Magnetar wind-driven shock breakout emission after double neutron star mergers: The effect of the anisotropy of the merger ejecta

TL;DR

This paper studies how the anisotropic structure of merger ejecta influences shock breakout emission from a magnetar wind after double neutron star mergers, proposing SBO light curves as a probe of ejecta geometry.

Contribution

It introduces the impact of ejecta anisotropy on SBO emission, highlighting its potential to reveal ejecta structure through light curve analysis.

Findings

SBO emission can be broadened due to ejecta anisotropy.

The SBO light curve profile depends on ejecta structure.

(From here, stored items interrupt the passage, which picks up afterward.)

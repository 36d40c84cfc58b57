//! Maintenance classifier loading and inference

pub mod inference;
pub mod loader;

pub use inference::{Classifier, OnnxClassifier};
pub use loader::ModelLoader;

SBO observations can probe merger ejecta geometry.

Abstract

A rapidly rotating and highly magnetized remnant neutron star (NS; magnetar) could survive from a merger of double NSs and drive a powerful relativistic wind. The early interaction of this wind with the previous merger ejecta can lead to shock breakout (SBO) emission mainly in ultraviolet and soft X-ray bands, which provides an observational signature for the existence of the remnant magnetar. Here we investigate the effect of an anisotropic structure of the merger ejecta on the SBO emission. It is found that bolometric light curve of the SBO emission can be broadened, since the SBO can occur at different times for different directions. In more detail, the profile of the SBO light curve can be highly dependent on the ejecta structure and, thus, we can in principle use the SBO light curves to probe the structure of the merger ejecta in future.